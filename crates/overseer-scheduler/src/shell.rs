//! Shell mission: spawns a command per firing and tracks its process.
//!
//! Per firing the body walks a fixed gate order — prepare hook, enabled
//! flag, overlap slot — then spawns, tracks the PID, waits for exit, and
//! routes the outcome to the finish or error hook. A panic anywhere inside
//! one firing is caught at the mission boundary and logged; it never
//! reaches the scheduler or a sibling mission.

use std::collections::HashMap;
use std::panic::AssertUnwindSafe;
use std::sync::atomic::{AtomicBool, Ordering};
use std::sync::{Arc, Mutex};

use async_trait::async_trait;
use futures_util::FutureExt;
use thiserror::Error;
use tokio::sync::watch;
use tracing::{debug, error, info, warn};

use overseer_core::MissionDefinition;
use overseer_runner::{CommandSpec, ExitStatus, Pid, ProcessRunner, RunnerError};

use crate::error::Result;
use crate::mission::Mission;

/// Why one firing of a mission failed; handed to the error hook.
#[derive(Debug, Error)]
pub enum RunFailure {
    /// The prepare hook rejected the invocation before spawn.
    #[error("prepare hook failed: {0}")]
    Prepare(anyhow::Error),

    /// The process could not be spawned.
    #[error("spawn failed: {0}")]
    Spawn(#[source] RunnerError),

    /// Waiting on the child failed; its exit status is unknown.
    #[error("wait failed for PID {pid}: {source}")]
    Wait {
        pid: Pid,
        #[source]
        source: RunnerError,
    },

    /// The child exited with a failing status.
    #[error("PID {pid} exited with failing status ({status})")]
    Exit { pid: Pid, status: ExitStatus },
}

/// Runs before each spawn; an `Err` aborts the firing.
pub type PrepareHook = Arc<dyn Fn() -> anyhow::Result<()> + Send + Sync>;
/// Receives every failed firing. Its own failures are logged, never escalated.
pub type ErrorHook = Arc<dyn Fn(&RunFailure) -> anyhow::Result<()> + Send + Sync>;
/// Runs after a clean (zero) exit only.
pub type FinishHook = Arc<dyn Fn() -> anyhow::Result<()> + Send + Sync>;

/// A named shell command bound to a cron expression.
///
/// Hook policy: the finish hook fires only on a clean exit; the error hook
/// fires on any failure (prepare rejection, spawn error, wait error, or a
/// non-zero status). Exactly one of the two runs per spawned process.
pub struct ShellMission {
    name: String,
    cron_expr: String,
    command: String,
    args: Vec<String>,
    env: HashMap<String, String>,
    overlapping: bool,
    permanent: bool,
    enabled: AtomicBool,
    /// Single run slot for non-overlapping missions; claimed before spawn,
    /// released after the PID is untracked.
    busy: AtomicBool,
    pids: Mutex<Vec<Pid>>,
    /// Broadcasts the tracked-PID count; `drained` waits for it to hit zero.
    drain_tx: watch::Sender<usize>,
    drain_rx: watch::Receiver<usize>,
    prepare_hook: Option<PrepareHook>,
    error_hook: Option<ErrorHook>,
    finish_hook: Option<FinishHook>,
    runner: Arc<dyn ProcessRunner>,
}

impl ShellMission {
    pub fn new(
        name: impl Into<String>,
        cron: impl Into<String>,
        command: impl Into<String>,
        runner: Arc<dyn ProcessRunner>,
    ) -> Self {
        let (drain_tx, drain_rx) = watch::channel(0);
        Self {
            name: name.into(),
            cron_expr: cron.into(),
            command: command.into(),
            args: Vec::new(),
            env: HashMap::new(),
            overlapping: false,
            permanent: false,
            enabled: AtomicBool::new(true),
            busy: AtomicBool::new(false),
            pids: Mutex::new(Vec::new()),
            drain_tx,
            drain_rx,
            prepare_hook: None,
            error_hook: None,
            finish_hook: None,
            runner,
        }
    }

    /// Build a mission from its on-disk definition record.
    pub fn from_definition(def: &MissionDefinition, runner: Arc<dyn ProcessRunner>) -> Self {
        let mut mission = Self::new(
            def.name.as_str(),
            def.cron.as_str(),
            def.command.as_str(),
            runner,
        )
        .overlapping(def.overlapping)
        .permanent(def.permanent)
        .enabled(def.enabled);
        mission.args = def.args.clone();
        mission.env = def.env.clone();
        mission
    }

    pub fn args<I, S>(mut self, args: I) -> Self
    where
        I: IntoIterator<Item = S>,
        S: Into<String>,
    {
        self.args.extend(args.into_iter().map(Into::into));
        self
    }

    pub fn env(mut self, key: impl Into<String>, value: impl Into<String>) -> Self {
        self.env.insert(key.into(), value.into());
        self
    }

    pub fn overlapping(mut self, yes: bool) -> Self {
        self.overlapping = yes;
        self
    }

    pub fn permanent(mut self, yes: bool) -> Self {
        self.permanent = yes;
        self
    }

    pub fn enabled(self, yes: bool) -> Self {
        self.enabled.store(yes, Ordering::Release);
        self
    }

    pub fn on_prepare(
        mut self,
        hook: impl Fn() -> anyhow::Result<()> + Send + Sync + 'static,
    ) -> Self {
        self.prepare_hook = Some(Arc::new(hook));
        self
    }

    pub fn on_error(
        mut self,
        hook: impl Fn(&RunFailure) -> anyhow::Result<()> + Send + Sync + 'static,
    ) -> Self {
        self.error_hook = Some(Arc::new(hook));
        self
    }

    pub fn on_finish(
        mut self,
        hook: impl Fn() -> anyhow::Result<()> + Send + Sync + 'static,
    ) -> Self {
        self.finish_hook = Some(Arc::new(hook));
        self
    }

    // -----------------------------------------------------------------------
    // Per-firing execution
    // -----------------------------------------------------------------------

    async fn execute(&self) {
        let spec = self.command_spec();

        if let Some(hook) = &self.prepare_hook {
            if let Err(e) = hook() {
                warn!(mission = %self.name, "prepare hook rejected firing: {e}");
                self.invoke_error_hook(&RunFailure::Prepare(e));
                return;
            }
        }

        if !self.enabled.load(Ordering::Acquire) {
            debug!(mission = %self.name, "disabled; firing skipped");
            return;
        }

        // Claiming the slot (rather than peeking at the PID set) closes the
        // window where two concurrent firings both see "no process" and
        // both spawn.
        let _slot = match self.claim_slot() {
            Some(guard) => guard,
            None => {
                debug!(mission = %self.name, "previous instance still running; firing skipped");
                return;
            }
        };

        let pid = match self.runner.spawn(&spec).await {
            Ok(pid) => pid,
            Err(e) => {
                error!(mission = %self.name, "spawn failed: {e}");
                self.invoke_error_hook(&RunFailure::Spawn(e));
                return;
            }
        };

        self.track(pid);
        info!(mission = %self.name, pid, "started");

        let status_label;
        match self.runner.wait(pid).await {
            Ok(status) => {
                status_label = status.to_string();
                if status.success {
                    if let Some(hook) = &self.finish_hook {
                        if let Err(e) = hook() {
                            warn!(mission = %self.name, "finish hook failed: {e}");
                        }
                    }
                } else {
                    self.invoke_error_hook(&RunFailure::Exit { pid, status });
                }
            }
            Err(source) => {
                status_label = source.to_string();
                self.invoke_error_hook(&RunFailure::Wait { pid, source });
            }
        }

        self.untrack(pid);
        info!(mission = %self.name, pid, status = %status_label, "finished");
    }

    fn command_spec(&self) -> CommandSpec {
        let mut spec = CommandSpec::new(self.command.as_str()).args(self.args.iter().cloned());
        for (key, value) in &self.env {
            spec = spec.env(key, value);
        }
        spec
    }

    fn invoke_error_hook(&self, failure: &RunFailure) {
        if let Some(hook) = &self.error_hook {
            if let Err(e) = hook(failure) {
                warn!(mission = %self.name, "error hook failed: {e}");
            }
        }
    }

    fn claim_slot(&self) -> Option<SlotGuard<'_>> {
        if self.overlapping {
            return Some(SlotGuard { slot: None });
        }
        self.busy
            .compare_exchange(false, true, Ordering::AcqRel, Ordering::Acquire)
            .ok()
            .map(|_| SlotGuard {
                slot: Some(&self.busy),
            })
    }

    fn track(&self, pid: Pid) {
        let mut pids = self.pids.lock().unwrap();
        pids.push(pid);
        let _ = self.drain_tx.send(pids.len());
    }

    fn untrack(&self, pid: Pid) {
        let mut pids = self.pids.lock().unwrap();
        pids.retain(|p| *p != pid);
        let _ = self.drain_tx.send(pids.len());
    }
}

#[async_trait]
impl Mission for ShellMission {
    fn name(&self) -> &str {
        &self.name
    }

    fn cron(&self) -> &str {
        &self.cron_expr
    }

    async fn run(&self) {
        if let Err(panic) = AssertUnwindSafe(self.execute()).catch_unwind().await {
            error!(
                mission = %self.name,
                "firing panicked: {}",
                panic_message(panic.as_ref())
            );
        }
    }

    fn enable(&self) {
        self.enabled.store(true, Ordering::Release);
    }

    fn disable(&self) {
        self.enabled.store(false, Ordering::Release);
    }

    async fn stop(&self) -> Result<()> {
        let pids = self.pids();
        if pids.is_empty() {
            return Ok(());
        }
        info!(mission = %self.name, ?pids, "terminating tracked processes");
        self.runner.terminate(&pids, true).await?;
        Ok(())
    }

    fn pids(&self) -> Vec<Pid> {
        self.pids.lock().unwrap().clone()
    }

    fn is_permanent(&self) -> bool {
        self.permanent
    }

    fn is_running(&self) -> bool {
        !self.pids.lock().unwrap().is_empty()
    }

    async fn drained(&self) {
        let mut rx = self.drain_rx.clone();
        let _ = rx.wait_for(|count| *count == 0).await;
    }
}

/// Releases the non-overlapping run slot on drop, so every exit path —
/// including an unwinding panic — frees it.
struct SlotGuard<'a> {
    slot: Option<&'a AtomicBool>,
}

impl Drop for SlotGuard<'_> {
    fn drop(&mut self) {
        if let Some(slot) = self.slot {
            slot.store(false, Ordering::Release);
        }
    }
}

fn panic_message(panic: &(dyn std::any::Any + Send)) -> String {
    if let Some(s) = panic.downcast_ref::<&str>() {
        (*s).to_string()
    } else if let Some(s) = panic.downcast_ref::<String>() {
        s.clone()
    } else {
        "non-string panic payload".to_string()
    }
}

--

■ About this exercise
Reproduce exactly, please, only the lines from the start of the data above to the line that contains "for exit, and", with both ends kept.

■ Result for this exercise
filename crates/overseer-scheduler/src/shell.rs
//! Shell mission: spawns a command per firing and tracks its process.
//!
//! Per firing the body walks a fixed gate order — prepare hook, enabled
//! flag, overlap slot — then spawns, tracks the PID, waits for exit, and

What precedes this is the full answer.